- _What you have to do_: Reproduce exactly the lines below, from the first through the one containing "before the rename", and nothing more.

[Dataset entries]
--------------------

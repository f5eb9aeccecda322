//! Atomic single-document file storage.
//!
//! Every durable CMR artifact is one small document (a session blob, a
//! settings file), so persistence reduces to a safe whole-file
//! replace: serialize, write to a temp file, fsync, rename. A file
//! lock serializes read-modify-write cycles between processes.

use std::fs::{self, File, OpenOptions};
use std::io::Write as IoWrite;
use std::marker::PhantomData;
use std::path::{Path, PathBuf};

use serde::{Serialize, de::DeserializeOwned};

use cmr_core::error::{CmrError, Result};

/// Serialization format for a stored document.
pub trait DocumentFormat {
    /// Human-readable format name used in error messages.
    const NAME: &'static str;

    fn encode<T: Serialize>(value: &T) -> Result<String>;
    fn decode<T: DeserializeOwned>(content: &str) -> Result<T>;
}

/// JSON documents, used for the session identity blob.
pub struct Json;

impl DocumentFormat for Json {
    const NAME: &'static str = "JSON";

    fn encode<T: Serialize>(value: &T) -> Result<String> {
        Ok(serde_json::to_string_pretty(value)?)
    }

    fn decode<T: DeserializeOwned>(content: &str) -> Result<T> {
        Ok(serde_json::from_str(content)?)
    }
}

/// TOML documents, used for settings.
pub struct Toml;

impl DocumentFormat for Toml {
    const NAME: &'static str = "TOML";

    fn encode<T: Serialize>(value: &T) -> Result<String> {
        Ok(toml::to_string_pretty(value)?)
    }

    fn decode<T: DeserializeOwned>(content: &str) -> Result<T> {
        Ok(toml::from_str(content)?)
    }
}

/// A handle to a single document stored atomically on disk.
///
/// - **Atomicity**: updates go through a temp file plus rename
/// - **Durability**: explicit fsync before the rename
/// - **Isolation**: an advisory lock file guards `update`
pub struct AtomicFile<T, F> {
    path: PathBuf,
    _phantom: PhantomData<(T, F)>,
}

impl<T, F> AtomicFile<T, F>
where
    T: Serialize + DeserializeOwned,
    F: DocumentFormat,
{
    pub fn new(path: PathBuf) -> Self {
        Self {
            path,
            _phantom: PhantomData,
        }
    }

    pub fn path(&self) -> &Path {
        &self.path
    }

    /// Loads and decodes the document.
    ///
    /// A missing or empty file is `Ok(None)`; a file that exists but
    /// fails to decode is an error, left to the caller to interpret.
    pub fn load(&self) -> Result<Option<T>> {
        if !self.path.exists() {
            return Ok(None);
        }

        let content = fs::read_to_string(&self.path)?;
        if content.trim().is_empty() {
            return Ok(None);
        }

        Ok(Some(F::decode(&content)?))
    }

    /// Replaces the document atomically.
    pub fn save(&self, value: &T) -> Result<()> {
        if let Some(parent) = self.path.parent()
            && !parent.exists()
        {
            fs::create_dir_all(parent)?;
        }

        let encoded = F::encode(value)?;

        let tmp_path = self.temp_path()?;
        let mut tmp_file = File::create(&tmp_path)?;
        tmp_file.write_all(encoded.as_bytes())?;
        tmp_file.sync_all()?;
        drop(tmp_file);

        fs::rename(&tmp_path, &self.path)?;

        Ok(())
    }

    /// Removes the document. A no-op when the file does not exist.
    pub fn remove(&self) -> Result<()> {
        match fs::remove_file(&self.path) {
            Ok(()) => Ok(()),
            Err(e) if e.kind() == std::io::ErrorKind::NotFound => Ok(()),
            Err(e) => Err(e.into()),
        }
    }

    /// Read-modify-write under an exclusive lock.
    ///
    /// Loads the current document (or `default_value` when absent),
    /// applies `f`, and writes the result back atomically.
    pub fn update<U>(&self, default_value: T, f: U) -> Result<()>
    where
        U: FnOnce(&mut T) -> Result<()>,
    {
        let _lock = FileLock::acquire(&self.path)?;

        let mut value = self.load()?.unwrap_or(default_value);
        f(&mut value)?;
        self.save(&value)
    }

    fn temp_path(&self) -> Result<PathBuf> {
        let parent = self
            .path
            .parent()
            .ok_or_else(|| CmrError::io("Path has no parent directory"))?;
        let file_name = self
            .path
            .file_name()
            .ok_or_else(|| CmrError::io("Path has no file name"))?;

        Ok(parent.join(format!(".{}.tmp", file_name.to_string_lossy())))
    }
}

/// Guard for an advisory lock file, released on drop.
struct FileLock {
    #[allow(dead_code)]
    file: File,
    lock_path: PathBuf,
}

impl FileLock {
    fn acquire(path: &Path) -> Result<Self> {
        let lock_path = path.with_extension("lock");

        if let Some(parent) = lock_path.parent()
            && !parent.exists()
        {
            fs::create_dir_all(parent)?;
        }

        let file = OpenOptions::new()
            .write(true)
            .create(true)
            .truncate(false)
            .open(&lock_path)?;

        #[cfg(unix)]
        {
            use fs2::FileExt;
            file.lock_exclusive()
                .map_err(|e| CmrError::data_access(format!("Failed to acquire lock: {}", e)))?;
        }

        Ok(FileLock { file, lock_path })
    }
}

impl Drop for FileLock {
    fn drop(&mut self) {
        // Unlock happens when the handle closes; removing the lock
        // file is best effort.
        let _ = fs::remove_file(&self.lock_path);
    }
}

#[cfg(test)]
mod tests {
    use super::*;
    use serde::{Deserialize, Serialize};
    use tempfile::TempDir;

    #[derive(Debug, Clone, PartialEq, Serialize, Deserialize)]
    struct Doc {
        name: String,
        count: u32,
    }

    #[test]
    fn test_json_save_and_load() {
        let temp_dir = TempDir::new().unwrap();
        let file = AtomicFile::<Doc, Json>::new(temp_dir.path().join("doc.json"));

        let doc = Doc {
            name: "test".to_string(),
            count: 42,
        };
        file.save(&doc).unwrap();

        assert_eq!(file.load().unwrap(), Some(doc));
    }

    #[test]
    fn test_toml_save_and_load() {
        let temp_dir = TempDir::new().unwrap();
        let file = AtomicFile::<Doc, Toml>::new(temp_dir.path().join("doc.toml"));

        let doc = Doc {
            name: "test".to_string(),
            count: 7,
        };
        file.save(&doc).unwrap();

        assert_eq!(file.load().unwrap(), Some(doc));
    }

    #[test]
    fn test_load_missing_file_is_none() {
        let temp_dir = TempDir::new().unwrap();
        let file = AtomicFile::<Doc, Json>::new(temp_dir.path().join("absent.json"));
        assert!(file.load().unwrap().is_none());
    }

    #[test]
    fn test_load_empty_file_is_none() {
        let temp_dir = TempDir::new().unwrap();
        let path = temp_dir.path().join("empty.json");
        fs::write(&path, "   \n").unwrap();

        let file = AtomicFile::<Doc, Json>::new(path);
        assert!(file.load().unwrap().is_none());
    }

    #[test]
    fn test_load_malformed_file_is_error() {
        let temp_dir = TempDir::new().unwrap();
        let path = temp_dir.path().join("broken.json");
        fs::write(&path, "{not json").unwrap();

        let file = AtomicFile::<Doc, Json>::new(path);
        let err = file.load().unwrap_err();
        assert!(err.is_serialization());
    }

    #[test]
    fn test_remove_is_idempotent() {
        let temp_dir = TempDir::new().unwrap();
        let file = AtomicFile::<Doc, Json>::new(temp_dir.path().join("doc.json"));

        file.save(&Doc {
            name: "x".to_string(),
            count: 0,
        })
        .unwrap();

        file.remove().unwrap();
        file.remove().unwrap();
        assert!(file.load().unwrap().is_none());
    }

    #[test]
    fn test_update_accumulates() {
        let temp_dir = TempDir::new().unwrap();
        let file = AtomicFile::<Doc, Toml>::new(temp_dir.path().join("doc.toml"));
        let default = Doc {
            name: "default".to_string(),
            count: 0,
        };

        file.update(default.clone(), |doc| {
            doc.count += 10;
            Ok(())
        })
        .unwrap();
        file.update(default, |doc| {
            doc.count += 5;
            Ok(())
        })
        .unwrap();

        assert_eq!(file.load().unwrap().unwrap().count, 15);
    }

    #[test]
    fn test_no_temp_file_left_behind() {
        let temp_dir = TempDir::new().unwrap();
        let path = temp_dir.path().join("doc.json");
        let file = AtomicFile::<Doc, Json>::new(path.clone());

        file.save(&Doc {
            name: "test".to_string(),
            count: 1,
        })
        .unwrap();

        assert!(!temp_dir.path().join(".doc.json.tmp").exists());
        assert!(path.exists());
    }
}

--------------------

- _Your response_:
repository f5eb9aeccecda322
//! Atomic single-document file storage.
//!
//! Every durable CMR artifact is one small document (a session blob, a
//! settings file), so persistence reduces to a safe whole-file
//! replace: serialize, write to a temp file, fsync, rename. A file
//! lock serializes read-modify-write cycles between processes.

use std::fs::{self, File, OpenOptions};
use std::io::Write as IoWrite;
use std::marker::PhantomData;
use std::path::{Path, PathBuf};

use serde::{Serialize, de::DeserializeOwned};

use cmr_core::error::{CmrError, Result};

/// Serialization format for a stored document.
pub trait DocumentFormat {
    /// Human-readable format name used in error messages.
    const NAME: &'static str;

    fn encode<T: Serialize>(value: &T) -> Result<String>;
    fn decode<T: DeserializeOwned>(content: &str) -> Result<T>;
}

/// JSON documents, used for the session identity blob.
pub struct Json;

impl DocumentFormat for Json {
    const NAME: &'static str = "JSON";

    fn encode<T: Serialize>(value: &T) -> Result<String> {
        Ok(serde_json::to_string_pretty(value)?)
    }

    fn decode<T: DeserializeOwned>(content: &str) -> Result<T> {
        Ok(serde_json::from_str(content)?)
    }
}

/// TOML documents, used for settings.
pub struct Toml;

impl DocumentFormat for Toml {
    const NAME: &'static str = "TOML";

    fn encode<T: Serialize>(value: &T) -> Result<String> {
        Ok(toml::to_string_pretty(value)?)
    }

    fn decode<T: DeserializeOwned>(content: &str) -> Result<T> {
        Ok(toml::from_str(content)?)
    }
}

/// A handle to a single document stored atomically on disk.
///
/// - **Atomicity**: updates go through a temp file plus rename
/// - **Durability**: explicit fsync before the rename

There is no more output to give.